The programme, organised on the theme; “Reducing Market Fires; the Role of Women,” engaged the Pedestrian Traders Association - predominantly market women, to help in the crusade against market fires.
The traders were educated on the various causes of fire in markets and taught how they could be prevented.
Divisional Officer Grade Two (DO II) Edith Agbeve Dunyo, the President of FISLA, said the group was an all-female group in the GNFS who were committed to fighting fire against women.
She said women had suffered the most in recent fire outbreaks in various markets across the country, which was of great concern to FISLA.
DO II Agbeve said the Odawna Market was the most recent to suffer a devastating fire outbreak where about 80 shops were completely burnt.
She said the sensitization was FISLA’s contribution to the ‘safety education drive’ to reach out to women deemed most vulnerable in times of fire outbreaks.
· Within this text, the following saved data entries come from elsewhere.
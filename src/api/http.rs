//! HTTP implementation of [`JobsApi`] over the backend's JSON REST endpoints

use super::{ApiError, ApiResult, JobQuery, JobSummary, JobsApi};
use async_trait::async_trait;
use reqwest::{Client, Response, StatusCode};
use std::time::Duration;
use tracing::debug;

pub struct HttpJobsApi {
    client: Client,
    base_url: String,
}

impl HttpJobsApi {
    pub fn new(base_url: &str, timeout: Duration) -> ApiResult<Self> {
        if !(base_url.starts_with("http://") || base_url.starts_with("https://")) {
            return Err(ApiError::InvalidUrl(base_url.to_string()));
        }

        let client = Client::builder().timeout(timeout).build()?;
        Ok(Self {
            client,
            base_url: base_url.trim_end_matches('/').to_string(),
        })
    }

    fn url(&self, path: &str) -> String {
        format!("{}/api/{}", self.base_url, path.trim_start_matches('/'))
    }

    fn list_params(query: &JobQuery) -> Vec<(&'static str, String)> {
        let mut params = vec![
            ("offset", query.offset.to_string()),
            ("limit", query.limit.to_string()),
        ];
        if query.enabled_only {
            params.push(("enabled", "true".to_string()));
        }
        params
    }

    async fn check(response: Response, id: Option<&str>) -> ApiResult<Response> {
        let status = response.status();
        if status.is_success() {
            return Ok(response);
        }
        if status == StatusCode::NOT_FOUND {
            if let Some(id) = id {
                return Err(ApiError::NotFound(id.to_string()));
            }
        }
        let body = response.text().await.unwrap_or_default();
        Err(ApiError::Status {
            status: status.as_u16(),
            body,
        })
    }
}

#[async_trait]
impl JobsApi for HttpJobsApi {
    async fn list_jobs(&self, query: &JobQuery) -> ApiResult<Vec<JobSummary>> {
        debug!(offset = query.offset, limit = query.limit, "GET jobs");
        let response = self
            .client
            .get(self.url("jobs"))
            .query(&Self::list_params(query))
            .send()
            .await?;
        let body = Self::check(response, None).await?.text().await?;
        Ok(serde_json::from_str(&body)?)
    }

    async fn run_job(&self, id: &str) -> ApiResult<()> {
        debug!(job = id, "POST run");
        let response = self
            .client
            .post(self.url(&format!("jobs/{}/run", id)))
            .send()
            .await?;
        Self::check(response, Some(id)).await?;
        Ok(())
    }

    async fn set_enabled(&self, id: &str, enabled: bool) -> ApiResult<()> {
        debug!(job = id, enabled, "PATCH job");
        let response = self
            .client
            .patch(self.url(&format!("jobs/{}", id)))
            .json(&serde_json::json!({ "enabled": enabled }))
            .send()
            .await?;
        Self::check(response, Some(id)).await?;
        Ok(())
    }

    async fn delete_job(&self, id: &str) -> ApiResult<()> {
        debug!(job = id, "DELETE job");
        let response = self
            .client
            .delete(self.url(&format!("jobs/{}", id)))
            .send()
            .await?;
        Self::check(response, Some(id)).await?;
        Ok(())
    }
}
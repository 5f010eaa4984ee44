//! Per-overlay registration against the shared dialog stack
//!
//! Every modal, menu or popover owns one coordinator. The coordinator holds
//! the overlay's stable id and optional group, and is the only way overlays
//! open or close themselves. Dropping it releases the id, so an overlay that
//! goes away without closing cannot leave a stale entry behind.

use super::stack::DialogStackHandle;
use super::types::{DialogId, GroupName};
use crossterm::event::{KeyCode, KeyEvent};

#[derive(Debug)]
pub struct DialogCoordinator {
    id: DialogId,
    group: Option<GroupName>,
    stack: DialogStackHandle,
}

impl DialogCoordinator {
    /// Register an ungrouped overlay
    pub fn new(stack: DialogStackHandle) -> Self {
        Self {
            id: DialogId::generate(),
            group: None,
            stack,
        }
    }

    /// Register an overlay inside a mutual-exclusion group
    pub fn grouped(stack: DialogStackHandle, group: GroupName) -> Self {
        Self {
            id: DialogId::generate(),
            group: Some(group),
            stack,
        }
    }

    pub fn id(&self) -> &DialogId {
        &self.id
    }

    pub fn open(&self) {
        self.stack.open(&self.id, self.group.as_ref());
    }

    /// Close if this overlay is currently allowed to close
    pub fn request_close(&self) -> bool {
        self.stack.request_close(&self.id, self.group.as_ref())
    }

    /// Open when closed, request close when open. Returns the resulting state.
    pub fn toggle(&self) -> bool {
        if self.is_open() {
            !self.request_close()
        } else {
            self.open();
            true
        }
    }

    pub fn is_open(&self) -> bool {
        self.stack.contains(&self.id)
    }

    pub fn is_top(&self) -> bool {
        self.is_open() && self.stack.is_top_of_stack(&self.id)
    }

    /// Route an Escape press. Returns true only if the overlay closed.
    pub fn handle_escape(&self, event: &KeyEvent) -> bool {
        if event.code != KeyCode::Esc || !event.modifiers.is_empty() {
            return false;
        }
        self.request_close()
    }
}

impl Drop for DialogCoordinator {
    fn drop(&mut self) {
        self.stack.release(&self.id);
    }
}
Deputy Chief Fire Officer (DCFO) Obeng Dankwa, the Director of Safety of GNFS, said many fire outbreaks in market places had culminated in the loss of wares worth thousands of Ghana cedis.
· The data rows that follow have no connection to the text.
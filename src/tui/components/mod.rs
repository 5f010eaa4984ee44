pub mod dialogs;
pub mod lists;

use crate::tui::{styles::Theme, Frame};
use anyhow::Result;
use async_trait::async_trait;
use crossterm::event::{KeyEvent, MouseEvent};
use ratatui::layout::Rect;

/// Base trait for all UI components
#[async_trait]
pub trait Component: Send + Sync {
    /// Handle keyboard input. Returns whether the key was consumed.
    async fn handle_key_event(&mut self, event: KeyEvent) -> Result<bool> {
        let _ = event;
        Ok(false)
    }

    /// Handle mouse input. Returns whether the event was consumed.
    async fn handle_mouse_event(&mut self, event: MouseEvent) -> Result<bool> {
        let _ = event;
        Ok(false)
    }

    /// Handle periodic updates
    async fn tick(&mut self) -> Result<()> {
        Ok(())
    }

    /// Render the component
    fn render(&mut self, frame: &mut Frame, area: Rect, theme: &Theme);
}
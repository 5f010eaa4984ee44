use anyhow::{Context, Result};
use clap::Parser;
use std::fs::OpenOptions;
use std::path::Path;
use std::sync::Mutex;
use tracing::error;
use tracing_subscriber::{layer::SubscriberExt, util::SubscriberInitExt};

mod api;
mod app;
mod cli;
mod config;
mod tui;

use cli::Cli;

#[tokio::main]
async fn main() {
    // Set up panic hook for graceful error recovery
    std::panic::set_hook(Box::new(|panic_info| {
        let _ = crossterm::terminal::disable_raw_mode();
        error!("Application panicked: {}", panic_info);
        eprintln!("{}", panic_info);
        std::process::exit(1);
    }));

    // Load environment variables from .env file
    // A missing .env file is not an error
    let _ = dotenvy::dotenv();

    if let Err(e) = execute().await {
        error!("Application error: {:#}", e);
        eprintln!("Error: {:#}", e);
        std::process::exit(1);
    }
}

async fn execute() -> Result<()> {
    let cli = Cli::parse();
    let config = cli.load_config().await?;

    // The dashboard owns the terminal, so it logs to a file instead of stderr
    let log_dir = cli.is_interactive().then_some(config.data_dir.as_path());
    init_logging(cli.debug, log_dir)?;

    cli.execute(config).await
}

fn init_logging(debug: bool, log_dir: Option<&Path>) -> Result<()> {
    let default_filter = if debug { "jobdeck=debug" } else { "jobdeck=info" };
    let env_filter = tracing_subscriber::EnvFilter::try_from_default_env()
        .unwrap_or_else(|_| default_filter.into());

    let registry = tracing_subscriber::registry().with(env_filter);

    let result = match log_dir {
        Some(dir) => {
            std::fs::create_dir_all(dir)
                .with_context(|| format!("Failed to create data directory {}", dir.display()))?;
            let path = dir.join("jobdeck.log");
            let file = OpenOptions::new()
                .create(true)
                .append(true)
                .open(&path)
                .with_context(|| format!("Failed to open log file {}", path.display()))?;
            registry
                .with(
                    tracing_subscriber::fmt::layer()
                        .with_ansi(false)
                        .with_writer(Mutex::new(file)),
                )
                .try_init()
        }
        None => registry
            .with(tracing_subscriber::fmt::layer().with_writer(std::io::stderr))
            .try_init(),
    };

    result.map_err(|e| anyhow::anyhow!("Failed to initialize tracing: {}", e))
}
He called on the women to have designated places for cooking in the markets and respect the demarcations by the market authorities to control the use of fires.
“You are to ensure that all naked fires are put off after use. You should also switch of electrical gargets before leaving the market. Remember also to hire qualified electricians to work on your electrical installations,” he said.
DCFO Obeng urged the women to put the knowledge acquired into practice both at the market and home so as to help reduce fire outbreaks to the barest minimum.
DO II Ellis Robinson Okoe, the Head of Public Relations at GNFS, on his part, said the stores in the market were too close to each other, which would hasten the spread of fires.
He expressed worry about the inadequate fire hydrants in the markets and the ignorance of the market women on basic fire safety measures.
He noted, therefore, that the education had been helpful for both the GNFS and the market women, adding that more of such education would be held in other markets across the country.
DO II Okoe further pleaded with the public to allow the GNFS to do its work by calling their numbers and allowing them space, especially on the roads, in the event of fire outbreaks.
Akosua Agyapong, a fire ambassador and a musician, performed to entertain the market women and also used the opportunity to advise them on the need to be fire safety conscious.